The first question that foreign enterprises must consider, is whether their business is performed to Norway, or in fact in Norway. Only the latter trigger registration and reporting responsibilities. All entities must register with the Central Coordinating Register for Legal Entities in order to obtain a Norwegian organization number. If the activities are VAT liable, the entity must also register with the VAT Register.
VAT is an indirect tax on the consumption of goods and services. As a rule, VAT is calculated at all stages of the supply chain and on the import of goods and services from abroad. The final consumer, who is not registered for VAT, absorbs VAT as part of the purchase price. For businesses and organisations that are required to pay VAT in Norway, VAT is generally not an expense. As a business, you must pay VAT on your purchases, but you will usually be entitled to a deduction for the VAT.
The rules in Norway are different from the rules of the EU and other regions. The VAT regulation is detailed and quite complex. In the event of contravention of the VAT Act, a surtax may be imposed. In serious cases the surtax may be up to 40 %.
Magnus Legal’s core team comprises experienced lawyers within VAT. We are prepared to give you first class advice. Our lawyers focus on the practical implications for our clients of VAT legislation.
In many cases it is difficult to establish whether a foreign company must register for VAT in Norway. There are many important elements that could trigger registration obligations.
Your business is liable to register for VAT once domestic vatable sales of goods or services exceed NOK 50 000 within a 12-month period. Note that there is a difference between sales to Norway and sales in Norway.

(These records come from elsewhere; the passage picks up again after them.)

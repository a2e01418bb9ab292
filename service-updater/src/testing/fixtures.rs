//! Service records and generated content for tests.

use serde_json::{json, Value};

use crate::core::{EntityRef, PricingMode, PricingTier, ServiceRecord, StageName, TierDuration};

/// Entity references named after their ids.
#[must_use]
pub fn entity_refs(ids: &[&str]) -> Vec<EntityRef> {
    ids.iter()
        .map(|id| EntityRef::new(*id, format!("Service {id}")))
        .collect()
}

/// A record with only an id and a name.
#[must_use]
pub fn bare_service(id: &str) -> ServiceRecord {
    ServiceRecord::new(id, format!("Service {id}"))
}

/// A record with every required field filled in.
#[must_use]
pub fn complete_service_record(id: &str) -> ServiceRecord {
    ServiceRecord {
        category: Some("Finance".to_string()),
        description: Some("Monthly bookkeeping and reconciliation".to_string()),
        roi: Some("Saves 10 hours a month".to_string()),
        duration: Some("Ongoing".to_string()),
        tags: vec!["bookkeeping".to_string(), "finance".to_string()],
        retail_price: Some(450.0),
        price_duration: Some("month".to_string()),
        disclaimer_id: Some(format!("disc-{id}")),
        funnel_content: Some(json!({"headline": "Books closed on time"})),
        pricing_tiers: vec![PricingTier {
            name: "Standard".to_string(),
            description: None,
            price: Some(450.0),
            duration: TierDuration::Month,
            features: vec!["Monthly close".to_string()],
            position: 0,
            request_pricing: false,
        }],
        pricing_mode: Some(PricingMode::Fixed),
        ..bare_service(id)
    }
}

/// Content a well-behaved generator returns for `stage`. Merged together the
/// outputs fill every required field.
#[must_use]
pub fn default_stage_content(stage: StageName) -> Value {
    match stage {
        StageName::Research => json!({
            "summary": "Small firms outsource bookkeeping to cut admin time",
            "competitors": ["Acme Books", "LedgerPro"]
        }),
        StageName::Details => json!({
            "description": "Monthly bookkeeping and reconciliation",
            "roi": "Saves 10 hours a month",
            "duration": "Ongoing",
            "tags": ["bookkeeping", "finance"],
            "retail_price": "$450",
            "price_duration": "month",
            "pricing_tiers": [
                {"name": "Starter", "price": 450, "duration": "monthly", "features": ["Monthly close"]},
                {"name": "Growth", "price": "$900", "duration": "month", "features": ["Monthly close", "Payroll"]},
                {"name": "Enterprise", "request_pricing": true, "features": ["Dedicated accountant"]}
            ]
        }),
        StageName::Disclaimer => json!({
            "disclaimer_id": "disc-standard",
            "text": "Results vary by business."
        }),
        StageName::Funnel => json!({
            "headline": "Books closed on time, every month",
            "steps": ["Book a call", "Connect your bank", "Relax"]
        }),
        StageName::Faqs => json!({"faqs": [
            {"question": "Which software do you use?", "answer": "Whatever you already use."},
            {"question": "How fast is onboarding?", "answer": "About a week."},
            {"question": "Can I cancel?", "answer": "Any time."}
        ]}),
        StageName::Verification => json!({"checked": true}),
    }
}

#[cfg(test)]
mod tests {
    use super::*;
    use crate::merge::{plan_merge, MergeLimits, StageOutputs};
    use crate::pipeline::check_completeness;

    #[test]
    fn test_default_content_merges_into_complete_record() {
        let mut record = bare_service("svc-1");
        let outputs = StageOutputs {
            details: Some(default_stage_content(StageName::Details)),
            disclaimer: Some(default_stage_content(StageName::Disclaimer)),
            funnel: Some(default_stage_content(StageName::Funnel)),
            faqs: Some(default_stage_content(StageName::Faqs)),
        };
        record.apply(&plan_merge(&record.clone(), &outputs, MergeLimits::default()).update);

        assert!(check_completeness(&record).verified);
        assert!(check_completeness(&complete_service_record("svc-2")).verified);
        assert!(!check_completeness(&bare_service("svc-3")).verified);
    }
}
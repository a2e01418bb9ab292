//! Stateless request/response wrapper around the generation service.

use std::sync::Arc;
use std::time::{Duration, Instant};
use tokio::time::timeout;
use tracing::debug;

use crate::core::{ServiceRecord, StageName};
use crate::errors::GenerationError;
use crate::ports::{GenerationRequest, GenerationService};
use crate::utils::duration_ms;

/// Content produced for one stage.
#[derive(Debug, Clone, PartialEq)]
pub struct GeneratedContent {
    /// Stage the content belongs to.
    pub stage: StageName,
    /// Generated document.
    pub data: serde_json::Value,
    /// Wall time of the call.
    pub elapsed: Duration,
}

/// Calls the generation service for one stage of one service.
#[derive(Clone)]
pub struct GenerationClient {
    service: Arc<dyn GenerationService>,
}

impl std::fmt::Debug for GenerationClient {
    fn fmt(&self, f: &mut std::fmt::Formatter<'_>) -> std::fmt::Result {
        f.debug_struct("GenerationClient").finish_non_exhaustive()
    }
}

impl GenerationClient {
    /// Wraps a generation service.
    #[must_use]
    pub fn new(service: Arc<dyn GenerationService>) -> Self {
        Self { service }
    }

    /// Generates content for `stage`.
    ///
    /// Anything other than a JSON object is a validation failure.
    pub async fn generate(
        &self,
        stage: StageName,
        service: &ServiceRecord,
        prior_research: Option<&serde_json::Value>,
        custom_prompt: Option<&str>,
    ) -> Result<GeneratedContent, GenerationError> {
        let request = GenerationRequest {
            stage,
            service: service.clone(),
            prior_research: prior_research.cloned(),
            custom_prompt: custom_prompt.map(str::to_string),
        };

        let started = Instant::now();
        let data = self.service.generate(&request).await?;
        let elapsed = started.elapsed();

        validate(stage, &data)?;

        debug!(
            entity_id = %service.id,
            stage = %stage,
            elapsed_ms = duration_ms(elapsed),
            "Generated stage content"
        );

        Ok(GeneratedContent {
            stage,
            data,
            elapsed,
        })
    }

    /// Same as [`generate`](Self::generate) raced against `limit`.
    ///
    /// The in-flight call is dropped when the limit fires.
    pub async fn generate_with_timeout(
        &self,
        stage: StageName,
        service: &ServiceRecord,
        prior_research: Option<&serde_json::Value>,
        custom_prompt: Option<&str>,
        limit: Duration,
    ) -> Result<GeneratedContent, GenerationError> {
        match timeout(
            limit,
            self.generate(stage, service, prior_research, custom_prompt),
        )
        .await
        {
            Ok(result) => result,
            Err(_) => Err(GenerationError::Timeout {
                stage,
                after: limit,
            }),
        }
    }
}

fn validate(stage: StageName, data: &serde_json::Value) -> Result<(), GenerationError> {
    match data.as_object() {
        Some(map) if !map.is_empty() => Ok(()),
        Some(_) => Err(GenerationError::Validation {
            stage,
            message: "empty content".to_string(),
        }),
        None => Err(GenerationError::Validation {
            stage,
            message: format!("expected an object, got {}", json_kind(data)),
        }),
    }
}

const fn json_kind(value: &serde_json::Value) -> &'static str {
    match value {
        serde_json::Value::Null => "null",
        serde_json::Value::Bool(_) => "boolean",
        serde_json::Value::Number(_) => "number",
        serde_json::Value::String(_) => "string",
        serde_json::Value::Array(_) => "array",
        serde_json::Value::Object(_) => "object",
    }
}

#[cfg(test)]
mod tests {
    use super::*;
    use crate::ports::MockGenerationService;
    use serde_json::json;

    fn record() -> ServiceRecord {
        ServiceRecord::new("svc-1", "Tax filing")
    }

    #[tokio::test]
    async fn test_forwards_research_and_prompt() {
        let mut mock = MockGenerationService::new();
        mock.expect_generate()
            .withf(|req| {
                req.stage == StageName::Details
                    && req.prior_research == Some(json!({"market": "smb"}))
                    && req.custom_prompt.as_deref() == Some("be brief")
            })
            .times(1)
            .returning(|_| Ok(json!({"description": "Done for you"})));

        let client = GenerationClient::new(Arc::new(mock));
        let content = client
            .generate(
                StageName::Details,
                &record(),
                Some(&json!({"market": "smb"})),
                Some("be brief"),
            )
            .await
            .unwrap();

        assert_eq!(content.stage, StageName::Details);
        assert_eq!(content.data["description"], "Done for you");
    }

    #[tokio::test]
    async fn test_rejects_non_object() {
        let mut mock = MockGenerationService::new();
        mock.expect_generate().returning(|_| Ok(json!("plain text")));

        let client = GenerationClient::new(Arc::new(mock));
        let err = client
            .generate(StageName::Faqs, &record(), None, None)
            .await
            .unwrap_err();

        assert!(matches!(err, GenerationError::Validation { stage: StageName::Faqs, .. }));
    }

    #[tokio::test]
    async fn test_rejects_empty_object() {
        let mut mock = MockGenerationService::new();
        mock.expect_generate().returning(|_| Ok(json!({})));

        let client = GenerationClient::new(Arc::new(mock));
        let err = client
            .generate(StageName::Research, &record(), None, None)
            .await
            .unwrap_err();

        assert!(matches!(err, GenerationError::Validation { .. }));
    }

    #[tokio::test]
    async fn test_passes_through_transport_error() {
        let mut mock = MockGenerationService::new();
        mock.expect_generate().returning(|req| {
            Err(GenerationError::Transport {
                stage: req.stage,
                message: "503".to_string(),
            })
        });

        let client = GenerationClient::new(Arc::new(mock));
        let err = client
            .generate(StageName::Disclaimer, &record(), None, None)
            .await
            .unwrap_err();

        assert!(matches!(err, GenerationError::Transport { .. }));
    }

    #[tokio::test]
    async fn test_timeout_race() {
        let service = crate::testing::ScriptedGenerationService::new()
            .with_delay(StageName::Funnel, Duration::from_millis(500));
        let client = GenerationClient::new(Arc::new(service));

        let err = client
            .generate_with_timeout(
                StageName::Funnel,
                &record(),
                None,
                None,
                Duration::from_millis(20),
            )
            .await
            .unwrap_err();

        assert!(err.is_timeout());
        assert_eq!(err.stage(), StageName::Funnel);
    }
}
#[cfg(test)]
mod tests {
    use super::*;
    use crate::events::CollectingEventSink;
    use crate::pipeline::BatchState;
    use crate::recorder::InMemoryUpdateRecorder;
    use crate::recovery::RecoveryController;
    use crate::testing::{bare_service, entity_refs, InMemoryPersistence, ScriptedGenerationService};
    use pretty_assertions::assert_eq;
    use std::time::Duration;
    use uuid::Uuid;

    struct Harness {
        executor: ForegroundExecutor,
        ctx: ExecutionContext,
        generation: Arc<ScriptedGenerationService>,
        persistence: Arc<InMemoryPersistence>,
        recorder: Arc<InMemoryUpdateRecorder>,
        events: Arc<CollectingEventSink>,
    }

    fn harness(generation: ScriptedGenerationService, ids: &[&str]) -> Harness {
        let generation = Arc::new(generation);
        let persistence = Arc::new(InMemoryPersistence::new().with_services(
            ids.iter().map(|id| bare_service(id)),
        ));
        let recorder = Arc::new(InMemoryUpdateRecorder::new());
        let events = Arc::new(CollectingEventSink::new());
        let collaborators = Collaborators::new(
            generation.clone(),
            persistence.clone(),
            recorder.clone(),
        );
        let config = UpdaterConfig::default()
            .with_inter_entity_delay(Duration::ZERO)
            .with_funnel_timeout(Duration::from_millis(50));

        let state = Arc::new(BatchState::new());
        state.begin().unwrap();
        state.tracker().initialize(&entity_refs(ids));

        Harness {
            executor: ForegroundExecutor::new(&collaborators, Arc::new(config)),
            ctx: ExecutionContext {
                state,
                recovery: Arc::new(RecoveryController::new(5)),
                events: events.clone(),
            },
            generation,
            persistence,
            recorder,
            events,
        }
    }

    fn run_of(ids: &[&str], options: BatchOptions) -> BatchRun {
        BatchRun {
            run_id: Uuid::now_v7(),
            mode: ExecutionMode::Foreground,
            entities: entity_refs(ids),
            skipped: Vec::new(),
            options,
        }
    }

    #[tokio::test]
    async fn test_happy_path_completes_and_verifies() {
        let h = harness(ScriptedGenerationService::new(), &["svc-1"]);
        let outcome = h
            .executor
            .process_service(&entity_refs(&["svc-1"])[0], &BatchOptions::new(), &h.ctx)
            .await;

        assert_eq!(outcome.status, EntityStatus::Completed);
        assert_eq!(outcome.verified, Some(true));

        let progress = h.ctx.state.tracker().get("svc-1").unwrap();
        assert!(progress.stages.values().all(|s| *s == StageStatus::Completed));
        assert!(progress.current_stage.is_none());
        assert!(h.persistence.get("svc-1").unwrap().ai_verified);
        assert_eq!(h.persistence.faqs("svc-1").len(), 3);
        assert!(h.recorder.has_full_cycle("svc-1"));
        assert_eq!(h.events.of_kind("entity_finished").len(), 1);
    }

    #[tokio::test]
    async fn test_research_failure_is_tolerated() {
        let h = harness(
            ScriptedGenerationService::new().with_failure(StageName::Research),
            &["svc-1"],
        );
        let outcome = h
            .executor
            .process_service(&entity_refs(&["svc-1"])[0], &BatchOptions::new(), &h.ctx)
            .await;

        assert_eq!(outcome.status, EntityStatus::Completed);
        let progress = h.ctx.state.tracker().get("svc-1").unwrap();
        assert_eq!(progress.stage(StageName::Research), StageStatus::Error);
        assert_eq!(progress.stage(StageName::Details), StageStatus::Completed);
        assert!(h
            .generation
            .requests()
            .iter()
            .all(|r| r.prior_research.is_none()));
    }

    #[tokio::test]
    async fn test_required_failure_aborts_but_verification_runs() {
        let h = harness(
            ScriptedGenerationService::new().with_failure(StageName::Details),
            &["svc-1"],
        );
        let outcome = h
            .executor
            .process_service(&entity_refs(&["svc-1"])[0], &BatchOptions::new(), &h.ctx)
            .await;

        assert_eq!(outcome.status, EntityStatus::Error);
        assert_eq!(outcome.verified, Some(false));
        assert_eq!(h.ctx.state.error_count(), 1);

        let progress = h.ctx.state.tracker().get("svc-1").unwrap();
        assert_eq!(progress.stage(StageName::Details), StageStatus::Error);
        assert_eq!(progress.stage(StageName::Disclaimer), StageStatus::Pending);
        assert_eq!(progress.stage(StageName::Faqs), StageStatus::Pending);
        assert_eq!(progress.stage(StageName::Verification), StageStatus::Completed);
        assert!(progress.error.is_some());
        assert_eq!(h.persistence.update_count(), 0);
    }

    #[tokio::test]
    async fn test_funnel_failure_is_tolerated() {
        let h = harness(
            ScriptedGenerationService::new().with_failure(StageName::Funnel),
            &["svc-1"],
        );
        let outcome = h
            .executor
            .process_service(&entity_refs(&["svc-1"])[0], &BatchOptions::new(), &h.ctx)
            .await;

        assert_eq!(outcome.status, EntityStatus::Completed);
        assert_eq!(outcome.verified, Some(false));
        let progress = h.ctx.state.tracker().get("svc-1").unwrap();
        assert_eq!(progress.stage(StageName::Funnel), StageStatus::Error);
        assert_eq!(progress.stage(StageName::Faqs), StageStatus::Completed);
    }

    #[tokio::test]
    async fn test_persistence_failure_fails_entity() {
        let h = harness(ScriptedGenerationService::new(), &["svc-1"]);
        h.persistence.fail_updates_for("svc-1");

        let outcome = h
            .executor
            .process_service(&entity_refs(&["svc-1"])[0], &BatchOptions::new(), &h.ctx)
            .await;

        assert_eq!(outcome.status, EntityStatus::Error);
        assert!(outcome.error.unwrap().contains("failed to save"));
        assert!(!h.recorder.has_full_cycle("svc-1"));
    }

    #[tokio::test]
    async fn test_custom_prompt_forwarded() {
        let h = harness(ScriptedGenerationService::new(), &["svc-1"]);
        let options = BatchOptions::new().with_custom_prompt(StageName::Faqs, "Answer briefly");
        h.executor
            .process_service(&entity_refs(&["svc-1"])[0], &options, &h.ctx)
            .await;

        let requests = h.generation.requests();
        let faqs = requests.iter().find(|r| r.stage == StageName::Faqs).unwrap();
        assert_eq!(faqs.custom_prompt.as_deref(), Some("Answer briefly"));
        let details = requests.iter().find(|r| r.stage == StageName::Details).unwrap();
        assert_eq!(details.custom_prompt, None);
        assert!(details.prior_research.is_some());
    }

    #[tokio::test]
    async fn test_cancelled_batch_starts_nothing() {
        let h = harness(ScriptedGenerationService::new(), &["svc-1", "svc-2"]);
        h.ctx.state.cancellation().cancel("operator stop");

        let outcome = h
            .executor
            .execute(&run_of(&["svc-1", "svc-2"], BatchOptions::new()), &h.ctx)
            .await
            .unwrap();

        assert!(outcome.cancelled);
        assert_eq!(h.generation.call_count(), 0);
    }

    #[tokio::test]
    async fn test_entities_processed_in_selection_order() {
        let h = harness(ScriptedGenerationService::new(), &["svc-2", "svc-1"]);
        h.executor
            .execute(&run_of(&["svc-2", "svc-1"], BatchOptions::new()), &h.ctx)
            .await
            .unwrap();

        let order: Vec<_> = h
            .events
            .of_kind("entity_started")
            .into_iter()
            .filter_map(|event| match event {
                UpdaterEvent::EntityStarted { entity_id } => Some(entity_id),
                _ => None,
            })
            .collect();
        assert_eq!(order, vec!["svc-2".to_string(), "svc-1".to_string()]);
    }
}
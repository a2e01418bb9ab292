//! Per-entity progress records.

use serde::{Deserialize, Serialize};
use std::collections::BTreeMap;
use std::fmt;

use super::stage::{StageName, StageStatus};
use crate::errors::TrackerError;
use crate::utils::Timestamp;

/// Overall status of one entity within a batch.
#[derive(Debug, Clone, Copy, PartialEq, Eq, Hash, Default, Serialize, Deserialize)]
#[serde(rename_all = "snake_case")]
pub enum EntityStatus {
    /// Selected but not started.
    #[default]
    Pending,
    /// Stage sequence in progress.
    Updating,
    /// Sequence finished without a fatal failure.
    Completed,
    /// A required stage or the persistence merge failed.
    Error,
}

impl EntityStatus {
    /// Returns true for `completed` and `error`.
    #[must_use]
    pub const fn is_terminal(&self) -> bool {
        matches!(self, Self::Completed | Self::Error)
    }
}

impl fmt::Display for EntityStatus {
    fn fmt(&self, f: &mut fmt::Formatter<'_>) -> fmt::Result {
        match self {
            Self::Pending => write!(f, "pending"),
            Self::Updating => write!(f, "updating"),
            Self::Completed => write!(f, "completed"),
            Self::Error => write!(f, "error"),
        }
    }
}

/// Read reference to an entity held for the duration of a batch.
#[derive(Debug, Clone, PartialEq, Eq, Hash, Serialize, Deserialize)]
pub struct EntityRef {
    /// Stable identifier.
    pub id: String,
    /// Display name.
    pub name: String,
}

impl EntityRef {
    /// Creates a reference.
    #[must_use]
    pub fn new(id: impl Into<String>, name: impl Into<String>) -> Self {
        Self {
            id: id.into(),
            name: name.into(),
        }
    }
}

/// Progress of one entity through the stage sequence.
#[derive(Debug, Clone, PartialEq, Serialize, Deserialize)]
pub struct EntityProgress {
    /// Entity identifier.
    pub entity_id: String,
    /// Display name.
    pub entity_name: String,
    /// Overall status.
    pub status: EntityStatus,
    /// Status of every stage.
    pub stages: BTreeMap<StageName, StageStatus>,
    /// When each stage last entered `generating`.
    pub stage_started_at: BTreeMap<StageName, Timestamp>,
    /// The stage currently generating, if any.
    pub current_stage: Option<StageName>,
    /// Last error message.
    pub error: Option<String>,
    /// Last time anything about this entity changed.
    pub last_activity: Timestamp,
    /// Outcome of verification, once it has run.
    pub verified: Option<bool>,
}

impl EntityProgress {
    /// Creates a record with every stage `pending`.
    #[must_use]
    pub fn new(entity_id: impl Into<String>, entity_name: impl Into<String>, now: Timestamp) -> Self {
        Self {
            entity_id: entity_id.into(),
            entity_name: entity_name.into(),
            status: EntityStatus::Pending,
            stages: StageName::ALL
                .into_iter()
                .map(|stage| (stage, StageStatus::Pending))
                .collect(),
            stage_started_at: BTreeMap::new(),
            current_stage: None,
            error: None,
            last_activity: now,
            verified: None,
        }
    }

    /// Returns the status of a stage.
    #[must_use]
    pub fn stage(&self, stage: StageName) -> StageStatus {
        self.stages.get(&stage).copied().unwrap_or_default()
    }

    /// Applies a stage transition.
    ///
    /// Entering `generating` stamps the start time and sets the current-stage
    /// pointer; leaving it clears the pointer if it named this stage. The
    /// last-activity timestamp is refreshed on every successful call.
    pub fn set_stage(
        &mut self,
        stage: StageName,
        status: StageStatus,
        now: Timestamp,
    ) -> Result<(), TrackerError> {
        let current = self.stage(stage);
        if !current.can_transition_to(status) {
            return Err(TrackerError::InvalidTransition {
                entity_id: self.entity_id.clone(),
                stage,
                from: current,
                to: status,
            });
        }

        if status == StageStatus::Generating {
            if let Some(other) = self.current_stage.filter(|other| *other != stage) {
                return Err(TrackerError::StageAlreadyGenerating {
                    entity_id: self.entity_id.clone(),
                    active: other,
                    requested: stage,
                });
            }
            self.stage_started_at.insert(stage, now);
            self.current_stage = Some(stage);
        } else if self.current_stage == Some(stage) {
            self.current_stage = None;
        }

        self.stages.insert(stage, status);
        self.last_activity = now;
        Ok(())
    }

    /// Sets the overall status.
    pub fn set_status(&mut self, status: EntityStatus, now: Timestamp) {
        self.status = status;
        self.last_activity = now;
    }

    /// Stages currently in `generating`.
    pub fn generating_stages(&self) -> impl Iterator<Item = StageName> + '_ {
        self.stages
            .iter()
            .filter(|(_, status)| **status == StageStatus::Generating)
            .map(|(stage, _)| *stage)
    }

    /// Number of stages that finished successfully.
    #[must_use]
    pub fn completed_stage_count(&self) -> usize {
        self.stages
            .values()
            .filter(|status| **status == StageStatus::Completed)
            .count()
    }
}
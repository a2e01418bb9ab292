//! Pricing-tier normalization and pricing-mode detection.

use regex::Regex;
use serde_json::Value;
use std::sync::OnceLock;

use crate::core::{PricingMode, PricingTier, TierDuration};

fn price_pattern() -> Option<&'static Regex> {
    static PATTERN: OnceLock<Option<Regex>> = OnceLock::new();
    PATTERN
        .get_or_init(|| Regex::new(r"\d[\d,]*(?:\.\d+)?").ok())
        .as_ref()
}

/// Reads a price from a number or from text such as `"$1,200/mo"`.
///
/// Negative, non-finite and unparseable values yield `None`.
#[must_use]
pub fn parse_price(value: &Value) -> Option<f64> {
    let price = match value {
        Value::Number(n) => n.as_f64()?,
        Value::String(s) => {
            let found = price_pattern()?.find(s)?;
            found.as_str().replace(',', "").parse::<f64>().ok()?
        }
        _ => return None,
    };
    (price.is_finite() && price >= 0.0).then_some(price)
}

/// Normalizes generated tiers.
///
/// Non-object entries are dropped, at most `max` tiers are kept, positions are
/// reassigned `0..n`, durations are coerced onto [`TierDuration`] (month when
/// unrecognized) and malformed feature lists become empty. Serializing the
/// output and normalizing it again yields the same tiers.
#[must_use]
pub fn normalize_pricing_tiers(raw: &[Value], max: usize) -> Vec<PricingTier> {
    raw.iter()
        .filter_map(Value::as_object)
        .take(max)
        .enumerate()
        .map(|(position, tier)| PricingTier {
            name: tier
                .get("name")
                .and_then(Value::as_str)
                .map(str::trim)
                .filter(|name| !name.is_empty())
                .map_or_else(|| format!("Tier {}", position + 1), str::to_string),
            description: tier
                .get("description")
                .and_then(Value::as_str)
                .filter(|d| !d.trim().is_empty())
                .map(str::to_string),
            price: tier.get("price").and_then(parse_price),
            duration: tier
                .get("duration")
                .and_then(Value::as_str)
                .and_then(TierDuration::parse_loose)
                .unwrap_or_default(),
            features: tier.get("features").map(features).unwrap_or_default(),
            position,
            request_pricing: tier.get("request_pricing").is_some_and(truthy),
        })
        .collect()
}

fn features(value: &Value) -> Vec<String> {
    let Some(items) = value.as_array() else {
        return Vec::new();
    };
    items
        .iter()
        .map(|item| item.as_str().map(str::to_string))
        .collect::<Option<Vec<_>>>()
        .unwrap_or_default()
}

fn truthy(value: &Value) -> bool {
    match value {
        Value::Bool(b) => *b,
        Value::String(s) => s.eq_ignore_ascii_case("true"),
        _ => false,
    }
}

/// Detects the pricing mode from tiers when the current mode allows it.
///
/// Returns `None` when the service already has an explicit fixed or
/// custom-quote mode. Otherwise fixed if any tier has a positive price and is
/// not request-pricing-only, else custom quote.
#[must_use]
pub fn detect_pricing_mode(
    current: Option<PricingMode>,
    tiers: &[PricingTier],
) -> Option<PricingMode> {
    if !matches!(current, None | Some(PricingMode::Auto)) {
        return None;
    }
    let fixed = tiers
        .iter()
        .any(|tier| !tier.request_pricing && tier.price.is_some_and(|p| p > 0.0));
    Some(if fixed {
        PricingMode::Fixed
    } else {
        PricingMode::CustomQuote
    })
}

#[cfg(test)]
mod tests {
    use super::*;
    use pretty_assertions::assert_eq;
    use serde_json::json;

    fn raw_tiers() -> Vec<Value> {
        vec![
            json!({"name": "Starter", "price": "$1,200", "duration": "Monthly", "features": ["a"], "position": 7}),
            json!("not a tier"),
            json!({"name": "", "price": 0, "duration": "fortnight", "features": "lots"}),
            json!({"name": "Scale", "price": 5000.5, "duration": "per year", "features": ["b", 3]}),
            json!({"name": "Enterprise", "request_pricing": true}),
            json!({"name": "Overflow", "price": 10}),
        ]
    }

    #[test]
    fn test_parse_price() {
        assert_eq!(parse_price(&json!(99)), Some(99.0));
        assert_eq!(parse_price(&json!("$1,200.50 / month")), Some(1200.5));
        assert_eq!(parse_price(&json!("Contact us")), None);
        assert_eq!(parse_price(&json!(-5)), None);
        assert_eq!(parse_price(&json!(null)), None);
    }

    #[test]
    fn test_normalize_caps_and_positions() {
        let tiers = normalize_pricing_tiers(&raw_tiers(), 4);

        let names: Vec<_> = tiers.iter().map(|t| t.name.as_str()).collect();
        assert_eq!(names, vec!["Starter", "Tier 2", "Scale", "Enterprise"]);
        let positions: Vec<_> = tiers.iter().map(|t| t.position).collect();
        assert_eq!(positions, vec![0, 1, 2, 3]);
    }

    #[test]
    fn test_normalize_coerces_fields() {
        let tiers = normalize_pricing_tiers(&raw_tiers(), 4);

        assert_eq!(tiers[0].price, Some(1200.0));
        assert_eq!(tiers[0].duration, TierDuration::Month);
        assert_eq!(tiers[1].duration, TierDuration::Month);
        assert!(tiers[1].features.is_empty());
        assert_eq!(tiers[2].duration, TierDuration::Year);
        assert!(tiers[2].features.is_empty());
        assert!(tiers[3].request_pricing);
        assert_eq!(tiers[3].price, None);
    }

    #[test]
    fn test_normalize_is_idempotent() {
        let once = normalize_pricing_tiers(&raw_tiers(), 4);
        let reserialized: Vec<Value> = once
            .iter()
            .map(|tier| serde_json::to_value(tier).unwrap())
            .collect();
        let twice = normalize_pricing_tiers(&reserialized, 4);

        assert_eq!(once, twice);
    }

    #[test]
    fn test_detect_pricing_mode() {
        let tiers = normalize_pricing_tiers(&raw_tiers(), 4);
        assert_eq!(detect_pricing_mode(None, &tiers), Some(PricingMode::Fixed));
        assert_eq!(
            detect_pricing_mode(Some(PricingMode::Auto), &tiers),
            Some(PricingMode::Fixed)
        );
        assert_eq!(detect_pricing_mode(Some(PricingMode::CustomQuote), &tiers), None);

        let quote_only = normalize_pricing_tiers(
            &[json!({"name": "Ent", "price": 900, "request_pricing": true}), json!({"name": "Free", "price": 0})],
            4,
        );
        assert_eq!(detect_pricing_mode(None, &quote_only), Some(PricingMode::CustomQuote));
    }
}
//! Batch orchestration.
//!
//! This module provides:
//! - The shared [`BatchState`] handle
//! - The [`BatchExecutor`] seam with foreground and background executors
//! - Overwrite filtering and verification
//! - The top-level [`BatchController`]

mod background;
mod controller;
mod executor;
mod filter;
mod foreground;
mod state;
mod verification;

#[cfg(test)]
mod integration_tests;

pub use background::BackgroundExecutor;
pub use controller::{BatchController, BatchSnapshot};
pub use executor::{
    BatchExecutor, BatchOptions, BatchRun, BatchSummary, ExecutionContext, ExecutionMode,
    ExecutionOutcome,
};
pub use filter::{filter_already_updated, FilteredSelection};
pub use foreground::{EntityOutcome, ForegroundExecutor};
pub use state::{BackgroundProgress, BatchState};
pub use verification::{check_completeness, verify_entity, RequiredField, VerificationReport};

In this article we have highlighted the most important issues you should consider:
VAT is payable on all sales of goods and services, except those that have been specifically exempted. Foreign businesses that start up business activities, liable to VAT in Norway, must calculate and pay VAT in the same way as Norwegian businesses.
Enterprises selling goods or services exceeding NOK 50,000 over a twelve-month period, are obliged to register for VAT in Norway and add VAT onto the invoices. On the other hand, a VAT registered entity is entitled to a refund of the input VAT on its own purchases of goods and services used in the business. The VAT is reported on VAT returns. These VAT returns are normally filed bi-monthly.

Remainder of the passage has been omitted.